Ducati 851 e V2 Desmoquattro: rivoluzione sull'orlo di una crisi di nervi
La Ducati 851 è passata alla storia per il suo motore bicilindrico a quattro valvole che, all'inizio, è stato oggetto di grandi discussioni all'interno dell'ufficio progetti di Borgo Panigale. Ecco come è nato il rivoluzionario Desmoquattro
Panigale V4 per le sportive stradali, Multistrada V4 per le turistiche e, prima tra tutte, la MotoGP Desmosedici nel racing. Oggi l'armata delle rosse di Borgo Panigale è rappresentata dal 4 cilindri a V di 90° ma, soprattutto gli appassionati del marchio, sanno benissimo quanto il V2 Desmoquattro (a 4 valvole per cilindro) abbia contribuito a scrivere la storia e i successi di Ducati. Tutto è iniziato con la mitica 851, dominatrice nei primi anni di Mondiale Superbike, ma quante difficoltà... ancor prima di esser disegnata su un foglio bianco.
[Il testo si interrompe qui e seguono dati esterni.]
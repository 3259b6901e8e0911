//! Canonical side type for the project.
//! cozy-chess types are internal implementation details.

use serde::{Deserialize, Serialize};

/// One of the two players.
#[derive(Debug, Clone, Copy, PartialEq, Eq, Hash, Serialize, Deserialize)]
#[serde(rename_all = "lowercase")]
pub enum PlayerSide {
    White,
    Black,
}

impl PlayerSide {
    pub fn opponent(self) -> Self {
        match self {
            Self::White => Self::Black,
            Self::Black => Self::White,
        }
    }

    pub fn as_str(self) -> &'static str {
        match self {
            Self::White => "white",
            Self::Black => "black",
        }
    }

    /// Capitalised name used in status lines ("White wins on time").
    pub fn display_name(self) -> &'static str {
        match self {
            Self::White => "White",
            Self::Black => "Black",
        }
    }
}

impl From<cozy_chess::Color> for PlayerSide {
    fn from(c: cozy_chess::Color) -> Self {
        match c {
            cozy_chess::Color::White => Self::White,
            cozy_chess::Color::Black => Self::Black,
        }
    }
}

impl From<PlayerSide> for cozy_chess::Color {
    fn from(s: PlayerSide) -> Self {
        match s {
            PlayerSide::White => Self::White,
            PlayerSide::Black => Self::Black,
        }
    }
}

impl std::fmt::Display for PlayerSide {
    fn fmt(&self, f: &mut std::fmt::Formatter<'_>) -> std::fmt::Result {
        write!(f, "{}", self.as_str())
    }
}

#[cfg(test)]
mod tests {
    use super::*;

    #[test]
    fn test_opponent_flips() {
        assert_eq!(PlayerSide::White.opponent(), PlayerSide::Black);
        assert_eq!(PlayerSide::Black.opponent(), PlayerSide::White);
    }

    #[test]
    fn test_cozy_roundtrip() {
        let color: cozy_chess::Color = PlayerSide::Black.into();
        assert_eq!(color, cozy_chess::Color::Black);
        assert_eq!(PlayerSide::from(color), PlayerSide::Black);
    }
}
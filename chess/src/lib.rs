//! Rules-engine adapter over cozy-chess.
//!
//! Legality, SAN, outcome classification and position snapshots all live
//! here; callers talk to it through [`RulesEngine`].

pub mod castling;
pub mod converters;
pub mod fen;
pub mod game;
pub mod rules;
pub mod san;
pub mod types;

pub use converters::*;
pub use fen::FenError;
pub use game::{Game, GameError, HistoryEntry};
pub use rules::{MoveAttempt, PositionSnapshot, RulesEngine, Termination};
pub use types::PlayerSide;
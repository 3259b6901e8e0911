//! Tap-driven move selection.
//!
//! A first tap on a friendly piece selects it and caches its legal
//! destinations; the second tap either completes a move or drops the
//! selection. Legality is always the rules engine's call.

use chess::{format_square, MoveAttempt, PlayerSide, PositionSnapshot, RulesEngine};
use cozy_chess::{Piece, Square};

/// Pawns reaching the last rank always become queens.
pub const AUTO_PROMOTION: Piece = Piece::Queen;

#[derive(Debug, Clone, Default, PartialEq, Eq)]
pub enum Selection {
    #[default]
    Idle,
    PieceSelected {
        square: Square,
        destinations: Vec<Square>,
    },
}

/// A move the rules engine accepted.
#[derive(Debug, Clone, PartialEq, Eq)]
pub struct CompletedMove {
    pub from: Square,
    pub to: Square,
    pub side: PlayerSide,
    pub snapshot: PositionSnapshot,
    pub san: String,
}

/// What a single tap did.
#[derive(Debug, Clone, PartialEq, Eq)]
pub enum TapOutcome {
    /// Nothing changed.
    Ignored,
    Selected {
        square: Square,
        destinations: Vec<Square>,
    },
    Deselected,
    MoveCompleted(CompletedMove),
    /// The engine refused a move to a listed destination.
    MoveRejected,
}

impl Selection {
    pub fn selected_square(&self) -> Option<Square> {
        match self {
            Self::Idle => None,
            Self::PieceSelected { square, .. } => Some(*square),
        }
    }

    pub fn destinations(&self) -> &[Square] {
        match self {
            Self::Idle => &[],
            Self::PieceSelected { destinations, .. } => destinations,
        }
    }

    pub fn is_idle(&self) -> bool {
        matches!(self, Self::Idle)
    }

    pub fn clear(&mut self) {
        *self = Self::Idle;
    }

    /// Advance the machine by one tap. `game_over` freezes it.
    pub fn on_square_tapped<R: RulesEngine + ?Sized>(
        &mut self,
        rules: &mut R,
        square: Square,
        game_over: bool,
    ) -> TapOutcome {
        if game_over {
            return TapOutcome::Ignored;
        }

        match std::mem::take(self) {
            Self::Idle => {
                let mover = rules.side_to_move();
                if rules.side_on(square) != Some(mover) {
                    return TapOutcome::Ignored;
                }
                let destinations = rules.legal_destinations(square);
                tracing::debug!(
                    square = %format_square(square),
                    destinations = destinations.len(),
                    "Piece selected"
                );
                *self = Self::PieceSelected {
                    square,
                    destinations: destinations.clone(),
                };
                TapOutcome::Selected {
                    square,
                    destinations,
                }
            }
            Self::PieceSelected {
                square: from,
                destinations,
            } => {
                if !destinations.contains(&square) {
                    tracing::debug!(square = %format_square(square), "Selection dropped");
                    return TapOutcome::Deselected;
                }

                let side = rules.side_to_move();
                match rules.attempt_move(from, square, AUTO_PROMOTION) {
                    MoveAttempt::Accepted { snapshot, san } => {
                        TapOutcome::MoveCompleted(CompletedMove {
                            from,
                            to: square,
                            side,
                            snapshot,
                            san,
                        })
                    }
                    MoveAttempt::Rejected => {
                        tracing::warn!(
                            from = %format_square(from),
                            to = %format_square(square),
                            "Listed destination refused"
                        );
                        TapOutcome::MoveRejected
                    }
                }
            }
        }
    }
}
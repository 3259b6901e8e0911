use crate::outcome::GameOutcome;
use crate::snapshot::SessionSnapshot;

/// Events broadcast from the session actor to all subscribers.
#[derive(Debug, Clone)]
#[allow(clippy::large_enum_variant)]
pub enum SessionEvent {
    /// Full state snapshot after any mutation.
    StateChanged(SessionSnapshot),
    /// A move was played; carries its SAN.
    MoveCompleted { san: String },
    /// Sent once when the outcome becomes terminal.
    GameOver(GameOutcome),
}
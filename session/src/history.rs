use chess::{format_square, PlayerSide, PositionSnapshot};
use cozy_chess::Square;
use serde::Serialize;

use crate::selection::CompletedMove;

/// One accepted move.
#[derive(Debug, Clone, PartialEq, Eq)]
pub struct MoveRecord {
    pub from: Square,
    pub to: Square,
    pub side: PlayerSide,
    pub snapshot: PositionSnapshot,
    pub san: String,
}

impl From<CompletedMove> for MoveRecord {
    fn from(done: CompletedMove) -> Self {
        Self {
            from: done.from,
            to: done.to,
            side: done.side,
            snapshot: done.snapshot,
            san: done.san,
        }
    }
}

/// A numbered row of the move list: `3. Nf3 Nc6`.
#[derive(Debug, Clone, PartialEq, Eq, Serialize)]
pub struct MovePair {
    pub number: usize,
    pub white: Option<String>,
    pub black: Option<String>,
}

/// Chronological move list with a navigation cursor.
///
/// The cursor counts plies: 0 is the start position, `n` the position after
/// the first `n` moves. Moves past the cursor are kept until the next
/// `push`, which discards them.
#[derive(Debug, Clone, Default)]
pub struct MoveHistory {
    moves: Vec<MoveRecord>,
    cursor: usize,
}

impl MoveHistory {
    pub fn new() -> Self {
        Self::default()
    }

    pub fn push(&mut self, record: MoveRecord) {
        if self.cursor < self.moves.len() {
            tracing::debug!(
                dropped = self.moves.len() - self.cursor,
                "Branching from earlier position"
            );
            self.moves.truncate(self.cursor);
        }
        self.moves.push(record);
        self.cursor = self.moves.len();
    }

    /// Drop the final move. Only valid with the cursor at the end.
    pub fn pop_last(&mut self) -> Option<MoveRecord> {
        if !self.at_end() {
            return None;
        }
        let record = self.moves.pop()?;
        self.cursor = self.moves.len();
        Some(record)
    }

    /// Returns false when `ply` is past the last move.
    pub fn set_cursor(&mut self, ply: usize) -> bool {
        if ply > self.moves.len() {
            return false;
        }
        self.cursor = ply;
        true
    }

    pub fn cursor(&self) -> usize {
        self.cursor
    }

    pub fn at_end(&self) -> bool {
        self.cursor == self.moves.len()
    }

    pub fn len(&self) -> usize {
        self.moves.len()
    }

    pub fn is_empty(&self) -> bool {
        self.moves.is_empty()
    }

    pub fn moves(&self) -> &[MoveRecord] {
        &self.moves
    }

    /// Record whose position the cursor shows, `None` at the start.
    pub fn current(&self) -> Option<&MoveRecord> {
        self.cursor.checked_sub(1).and_then(|i| self.moves.get(i))
    }

    pub fn get(&self, ply: usize) -> Option<&MoveRecord> {
        ply.checked_sub(1).and_then(|i| self.moves.get(i))
    }

    pub fn last_move(&self) -> Option<(String, String)> {
        self.current()
            .map(|m| (format_square(m.from), format_square(m.to)))
    }

    pub fn clear(&mut self) {
        self.moves.clear();
        self.cursor = 0;
    }

    /// Numbered pairs for display. `first_number` is the full-move number
    /// of the first recorded move; a history that opens with Black gets a
    /// leading row with an empty White slot.
    pub fn pairs(&self, first_number: usize) -> Vec<MovePair> {
        let mut pairs: Vec<MovePair> = Vec::new();
        for record in &self.moves {
            match record.side {
                PlayerSide::White => pairs.push(MovePair {
                    number: first_number + pairs.len(),
                    white: Some(record.san.clone()),
                    black: None,
                }),
                PlayerSide::Black => match pairs.last_mut() {
                    Some(last) if last.black.is_none() => last.black = Some(record.san.clone()),
                    _ => pairs.push(MovePair {
                        number: first_number + pairs.len(),
                        white: None,
                        black: Some(record.san.clone()),
                    }),
                },
            }
        }
        pairs
    }
}
//! cozy-chess encodes castling as "king captures own rook" (e1h1). A tap
//! interface expects the king to land two files over (e1g1), so moves are
//! translated at the boundary.

use cozy_chess::{Board, File, Move, Piece, Square};

/// Whether `mv` is cozy-chess's king-takes-own-rook castling encoding.
pub fn is_castling(board: &Board, mv: Move) -> bool {
    board.piece_on(mv.from) == Some(Piece::King)
        && board.color_on(mv.to).is_some()
        && board.color_on(mv.to) == board.color_on(mv.from)
}

/// Whether a castling move goes toward the h-file.
pub fn is_kingside(mv: Move) -> bool {
    (mv.to.file() as usize) > (mv.from.file() as usize)
}

/// The square a player taps to make `mv`.
pub fn display_destination(board: &Board, mv: Move) -> Square {
    if is_castling(board, mv) {
        let file = if is_kingside(mv) { File::G } else { File::C };
        Square::new(file, mv.from.rank())
    } else {
        mv.to
    }
}
//! Runtime tunables for tapchess.
//!
//! Every value has a compile-time default and can be overridden at runtime
//! via a dedicated environment variable.

use std::path::PathBuf;
use std::time::Duration;

use session::DEFAULT_TICK_PERIOD;

/// Ticks faster than this would only burn CPU.
const MIN_TICK_MS: u64 = 10;

/// Default directory for the rolling log file.
const DEFAULT_LOG_DIR: &str = "logs";

/// Get the clock tick period.
///
/// Priority:
/// 1. `TAPCHESS_TICK_MS` env variable if set (falls back to default if the
///    value cannot be parsed as a `u64`; clamped to at least 10 ms)
/// 2. [`DEFAULT_TICK_PERIOD`] (one second) as fallback
pub fn get_tick_period() -> Duration {
    tick_period_from(std::env::var("TAPCHESS_TICK_MS").ok().as_deref())
}

fn tick_period_from(value: Option<&str>) -> Duration {
    value
        .and_then(|v| v.trim().parse().ok())
        .map(Duration::from_millis)
        .unwrap_or(DEFAULT_TICK_PERIOD)
        .max(Duration::from_millis(MIN_TICK_MS))
}

/// Get the directory the log file is written to.
///
/// Priority:
/// 1. `TAPCHESS_LOG_DIR` env variable if set
/// 2. `./logs` as fallback
pub fn get_log_dir() -> PathBuf {
    if let Ok(dir) = std::env::var("TAPCHESS_LOG_DIR") {
        return PathBuf::from(dir);
    }

    PathBuf::from(DEFAULT_LOG_DIR)
}
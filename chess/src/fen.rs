use cozy_chess::Board;

/// Parse a FEN string into a Board
pub fn parse_fen(fen: &str) -> Result<Board, FenError> {
    let fen = fen.trim();
    if fen.is_empty() {
        return Err(FenError::Empty);
    }

    // Accepts both standard and Shredder castling fields
    fen.parse()
        .map_err(|_| FenError::InvalidFormat(fen.to_string()))
}

/// Format a Board as a FEN string
pub fn format_fen(board: &Board) -> String {
    // Use cozy-chess's Display implementation
    board.to_string()
}

#[derive(Debug, Clone, PartialEq, Eq, thiserror::Error)]
pub enum FenError {
    #[error("Empty FEN")]
    Empty,
    #[error("Invalid FEN: {0}")]
    InvalidFormat(String),
}
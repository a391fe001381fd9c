//! Flattening of the home screen and of navigation frames into list rows.
//!
//! Rows borrow from the model they were built from. Selectable rows carry a
//! [`Target`], which turns into the frame pushed when the row is opened.

use std::borrow::Cow;

use crate::content::SectionInfo;
use crate::navigation::{Breadcrumb, FrameKind, NavigationFrame};
use crate::preview::{
    CollectionNode, FeaturedEntry, HomeScreen, PreviewItem, SectionNode, SubSectionNode,
};
use crate::util::single_line;

/// What opening a row navigates to.
#[derive(Debug, Clone)]
pub enum Target<'a> {
    Collection {
        node: &'a CollectionNode,
        breadcrumb: Option<Breadcrumb>,
        inherited_bg: Option<&'a str>,
    },
    SubSection {
        node: &'a SubSectionNode,
        section: Option<&'a SectionInfo>,
        inherited_bg: Option<&'a str>,
    },
    Article(&'a PreviewItem),
}

impl Target<'_> {
    /// Frame pushed when this target is opened from `parent` (`None` on the
    /// home screen).
    pub fn into_frame(self, parent: Option<&NavigationFrame>) -> NavigationFrame {
        match self {
            Target::Collection {
                node,
                breadcrumb,
                inherited_bg,
            } => NavigationFrame::collection(node.clone(), breadcrumb, inherited_bg),
            Target::SubSection {
                node,
                section,
                inherited_bg,
            } => NavigationFrame::sub_section(node.clone(), section, inherited_bg),
            Target::Article(item) => NavigationFrame::article(item.clone(), parent),
        }
    }
}

#[derive(Debug, Clone)]
pub struct Row<'a> {
    pub label: Cow<'a, str>,
    /// Secondary text drawn after the label.
    pub detail: Option<String>,
    pub indent: u16,
    /// Theme role for the label.
    pub role: &'static str,
    pub target: Option<Target<'a>>,
}

impl<'a> Row<'a> {
    fn heading(label: impl Into<Cow<'a, str>>, role: &'static str, indent: u16) -> Self {
        Self {
            label: label.into(),
            detail: None,
            indent,
            role,
            target: None,
        }
    }

    pub fn is_selectable(&self) -> bool {
        self.target.is_some()
    }
}

// ============================================================================
// Home screen
// ============================================================================

pub fn home_rows(home: &HomeScreen) -> Vec<Row<'_>> {
    let mut rows = Vec::new();

    if !home.featured.is_empty() {
        rows.push(Row::heading("★ Featured", "featured", 0));
        for entry in &home.featured {
            match entry {
                FeaturedEntry::Section(section) => push_section(&mut rows, section, 1),
                FeaturedEntry::Collection(node) => rows.push(collection_row(node, None, None, 1)),
            }
        }
    }

    for section in &home.sections {
        push_section(&mut rows, section, 0);
    }

    if !home.collections.is_empty() {
        rows.push(Row::heading("Collections", "section_name", 0));
        for node in &home.collections {
            rows.push(collection_row(node, None, None, 1));
        }
    }

    rows
}

fn push_section<'a>(rows: &mut Vec<Row<'a>>, section: &'a SectionNode, indent: u16) {
    rows.push(Row::heading(section_label(&section.info), "section_name", indent));

    for node in &section.collections {
        rows.push(collection_row(
            node,
            Some(Breadcrumb::from_section(&section.info)),
            None,
            indent + 1,
        ));
    }
    for sub in &section.sub_sections {
        let count = sub.collections.len();
        rows.push(Row {
            label: Cow::Owned(single_line(&sub.info.subsection_name)),
            detail: Some(plural(count, "collection")),
            indent: indent + 1,
            role: "sub_section_name",
            target: Some(Target::SubSection {
                node: sub,
                section: Some(&section.info),
                inherited_bg: None,
            }),
        });
    }
}

fn section_label(section: &SectionInfo) -> String {
    let name = single_line(&section.section_name);
    match section.section_icon.as_deref().filter(|i| !i.trim().is_empty()) {
        Some(icon) => format!("[{}] {}", single_line(icon), name),
        None => name,
    }
}

fn collection_row<'a>(
    node: &'a CollectionNode,
    breadcrumb: Option<Breadcrumb>,
    inherited_bg: Option<&'a str>,
    indent: u16,
) -> Row<'a> {
    Row {
        label: Cow::Owned(single_line(&node.info.collection_name)),
        detail: Some(plural(node.items.len(), "item")),
        indent,
        role: "collection_name",
        target: Some(Target::Collection {
            node,
            breadcrumb,
            inherited_bg,
        }),
    }
}

fn plural(count: usize, noun: &str) -> String {
    if count == 1 {
        format!("1 {noun}")
    } else {
        format!("{count} {noun}s")
    }
}

// ============================================================================
// Frames
// ============================================================================

/// Rows of a drilled-down screen. Article frames have no rows; the reader
/// draws them.
pub fn frame_rows(frame: &NavigationFrame) -> Vec<Row<'_>> {
    match &frame.kind {
        FrameKind::Collection(node) => node.items.iter().map(item_row).collect(),
        FrameKind::SubSection(node) => {
            let mut rows = Vec::new();
            if let Some(description) = node
                .info
                .subsection_description
                .as_deref()
                .filter(|d| !d.trim().is_empty())
            {
                rows.push(Row::heading(single_line(description), "empty_hint", 0));
            }
            rows.extend(node.collections.iter().map(|c| {
                collection_row(
                    c,
                    frame.breadcrumb.clone(),
                    frame.background_color.as_deref(),
                    0,
                )
            }));
            rows
        }
        FrameKind::Article(_) => Vec::new(),
    }
}

fn item_row(item: &PreviewItem) -> Row<'_> {
    let mut detail = item.kind.label().to_string();
    if let Some(created) = item.created_at {
        detail.push_str(&created.format("  %Y-%m-%d").to_string());
    }
    Row {
        label: Cow::Owned(single_line(&item.title)),
        detail: Some(detail),
        indent: 0,
        role: "item_title",
        target: Some(Target::Article(item)),
    }
}

/// Index into `rows` of the `n`th selectable row.
pub fn selectable_index(rows: &[Row<'_>], n: usize) -> Option<usize> {
    rows.iter()
        .enumerate()
        .filter(|(_, r)| r.is_selectable())
        .nth(n)
        .map(|(i, _)| i)
}

pub fn selectable_count(rows: &[Row<'_>]) -> usize {
    rows.iter().filter(|r| r.is_selectable()).count()
}

#[cfg(test)]
mod tests {
    use super::*;
    use crate::content::{CollectionInfo, ContentKind, SubSectionInfo};
    use crate::preview::ViewModel;
    use pretty_assertions::assert_eq;

    fn item(id: i64) -> PreviewItem {
        PreviewItem {
            id,
            title: format!("Item {id}"),
            kind: ContentKind::Video,
            created_at: None,
            body: None,
            url: None,
        }
    }

    fn collection(id: i64, position: Option<i64>, bg: Option<&str>) -> CollectionNode {
        CollectionNode {
            info: CollectionInfo {
                id,
                collection_name: format!("C{id}"),
                position,
                bg_color: bg.map(str::to_string),
                view_type: None,
            },
            items: vec![item(id * 10)],
        }
    }

    fn home() -> HomeScreen {
        ViewModel {
            sections: vec![SectionNode {
                info: SectionInfo {
                    id: 1,
                    section_name: "News".to_string(),
                    section_icon: Some("paper".to_string()),
                    position: Some(1),
                    section_type: None,
                },
                collections: vec![collection(2, None, None)],
                sub_sections: vec![SubSectionNode {
                    info: SubSectionInfo {
                        id: 5,
                        subsection_name: "Local".to_string(),
                        subsection_description: Some("Nearby".to_string()),
                        bg_color: Some("#112233".to_string()),
                        position: None,
                    },
                    collections: vec![collection(3, None, None)],
                }],
            }],
            collections: vec![collection(4, Some(0), None), collection(6, None, None)],
        }
        .into_home()
    }

    #[test]
    fn test_home_rows_layout() {
        let home = home();
        let rows = home_rows(&home);
        let labels: Vec<_> = rows.iter().map(|r| r.label.as_ref()).collect();
        assert_eq!(
            labels,
            vec!["★ Featured", "C4", "[paper] News", "C2", "Local", "Collections", "C6"]
        );
        assert_eq!(selectable_count(&rows), 4);
        assert_eq!(selectable_index(&rows, 0), Some(1));
        assert_eq!(selectable_index(&rows, 3), Some(6));
        assert_eq!(selectable_index(&rows, 4), None);
    }

    #[test]
    fn test_section_collection_carries_breadcrumb() {
        let home = home();
        let rows = home_rows(&home);
        let target = rows[3].target.clone().unwrap();
        let frame = target.into_frame(None);
        assert_eq!(frame.title(), "C2");
        assert_eq!(
            frame.breadcrumb.map(|b| b.section_name),
            Some("News".to_string())
        );
    }

    #[test]
    fn test_sub_section_frame_rows_inherit_colour() {
        let home = home();
        let rows = home_rows(&home);
        let sub_frame = rows[4].target.clone().unwrap().into_frame(None);
        assert_eq!(sub_frame.background_color.as_deref(), Some("#112233"));

        let sub_rows = frame_rows(&sub_frame);
        assert_eq!(sub_rows[0].label, "Nearby");
        assert!(!sub_rows[0].is_selectable());

        let collection_frame = sub_rows[1]
            .target
            .clone()
            .unwrap()
            .into_frame(Some(&sub_frame));
        assert_eq!(collection_frame.background_color.as_deref(), Some("#112233"));
        assert_eq!(collection_frame.breadcrumb, sub_frame.breadcrumb);
    }

    #[test]
    fn test_collection_frame_lists_items() {
        let frame = NavigationFrame::collection(collection(2, None, None), None, None);
        let rows = frame_rows(&frame);
        assert_eq!(rows.len(), 1);
        assert_eq!(rows[0].label, "Item 20");
        assert_eq!(rows[0].detail.as_deref(), Some("video"));

        let article = rows[0].target.clone().unwrap().into_frame(Some(&frame));
        assert!(frame_rows(&article).is_empty());
    }

    #[test]
    fn test_labels_are_sanitized() {
        let mut node = collection(1, None, None);
        node.info.collection_name = "Bad\x1b[31m\nName".to_string();
        let row = collection_row(&node, None, None, 0);
        assert_eq!(row.label, "Bad Name");
    }
}
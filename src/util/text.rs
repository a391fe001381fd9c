use std::borrow::Cow;

use unicode_width::{UnicodeWidthChar, UnicodeWidthStr};

const ELLIPSIS: &str = "...";
const ELLIPSIS_WIDTH: usize = 3;

/// Display width of a string in terminal columns (CJK and emoji count as two).
pub fn display_width(s: &str) -> usize {
    UnicodeWidthStr::width(s)
}

/// Truncates a string to at most `max_width` columns, appending "..." when
/// text was cut. Widths too narrow for a character plus the ellipsis get
/// whatever characters fit, without the ellipsis.
///
/// ```
/// use cms_preview::util::truncate_to_width;
///
/// assert_eq!(truncate_to_width("Short", 10), "Short");
/// assert_eq!(truncate_to_width("Weekly Highlights", 9), "Weekly...");
/// assert_eq!(truncate_to_width("Test", 2), "Te");
/// ```
pub fn truncate_to_width(s: &str, max_width: usize) -> Cow<'_, str> {
    if display_width(s) <= max_width {
        return Cow::Borrowed(s);
    }
    if max_width <= ELLIPSIS_WIDTH {
        return Cow::Owned(take_columns(s, max_width).to_string());
    }

    let head = take_columns(s, max_width - ELLIPSIS_WIDTH);
    let mut out = String::with_capacity(head.len() + ELLIPSIS.len());
    out.push_str(head);
    out.push_str(ELLIPSIS);
    Cow::Owned(out)
}

/// Longest prefix of `s` that fits in `columns`.
fn take_columns(s: &str, columns: usize) -> &str {
    let mut used = 0;
    for (idx, c) in s.char_indices() {
        let w = c.width().unwrap_or(0);
        if used + w > columns {
            return &s[..idx];
        }
        used += w;
    }
    s
}

fn is_stripped_control(c: char) -> bool {
    c == '\u{7f}' || (c < ' ' && !matches!(c, '\t' | '\n' | '\r'))
}

/// Strips terminal control characters and ANSI escape sequences from text
/// that came from the CMS before it reaches the terminal.
///
/// CSI (`ESC [` ... final byte) and OSC (`ESC ]` ... BEL or `ESC \`)
/// sequences are removed whole; tab, newline and carriage return are kept.
pub fn strip_control_chars(s: &str) -> Cow<'_, str> {
    if !s.chars().any(is_stripped_control) {
        return Cow::Borrowed(s);
    }

    let mut out = String::with_capacity(s.len());
    let mut chars = s.chars().peekable();
    while let Some(c) = chars.next() {
        if c != '\u{1b}' {
            if !is_stripped_control(c) {
                out.push(c);
            }
            continue;
        }
        match chars.peek() {
            Some('[') => {
                chars.next();
                for c in chars.by_ref() {
                    if ('\u{40}'..='\u{7e}').contains(&c) {
                        break;
                    }
                }
            }
            Some(']') => {
                chars.next();
                while let Some(c) = chars.next() {
                    if c == '\u{07}' {
                        break;
                    }
                    if c == '\u{1b}' && chars.peek() == Some(&'\\') {
                        chars.next();
                        break;
                    }
                }
            }
            _ => {}
        }
    }
    Cow::Owned(out)
}

/// Sanitized single-line form of a CMS string: control characters removed
/// and newlines folded to spaces.
pub fn single_line(s: &str) -> String {
    strip_control_chars(s)
        .split(['\n', '\r', '\t'])
        .filter(|part| !part.is_empty())
        .collect::<Vec<_>>()
        .join(" ")
}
Il primo desmoquattro aveva cilindrata 748, solo successivamente si passò alla 851
Questo Desmoquattro non s'ha da fare
La Ducati 851 viene presentata al Salone del Ciclo e Motociclo di Milano del 1987, ma la sua travagliata storia è iniziata a più di un anno di distanza. All'epoca i bicilindrici Ducati erano rigorosamente a due valvole per cilindro, soluzione fortemente sostenuta dall'ingegner Taglioni, che però a fine anni '80 era vicino al pensionamento. I fratelli Castiglioni assegnarono quindi il progetto di un nuovo motore all’ingegner Massimo Bordi, supportato da Gianluigi Mengoli per la realizzazione dei disegni tecnici.
L'innovativo blocco V2 avrebbe avuto la distribuzione desmodromica, il raffreddamento a liquido e quattro valvole per cilindro, tre cose che a detta dell'ing. Taglioni insieme non potevano funzionare. Sosteneva che c'era troppo poco spazio nella testata per avere un sistema desmo efficace unito al raffreddamento a liquido. In pubblico continuava le sue critiche in maniera più velata, sostenendo comunque che ci fossero vari tipi di motore allo studio e che bisognava migliorare quello che già si aveva (il motore Pantah sviluppato da lui sul finire degli anni 70...) e se proprio fosse stato necessario avere un motore nuovo per lui ci voleva un quattro cilindri a V di grossa cilindrata... In questo non smentì le sue doti profetiche: 30 anni dopo Ducati si è effettivamente convertita al V4, prima però la storia è andata diversamente.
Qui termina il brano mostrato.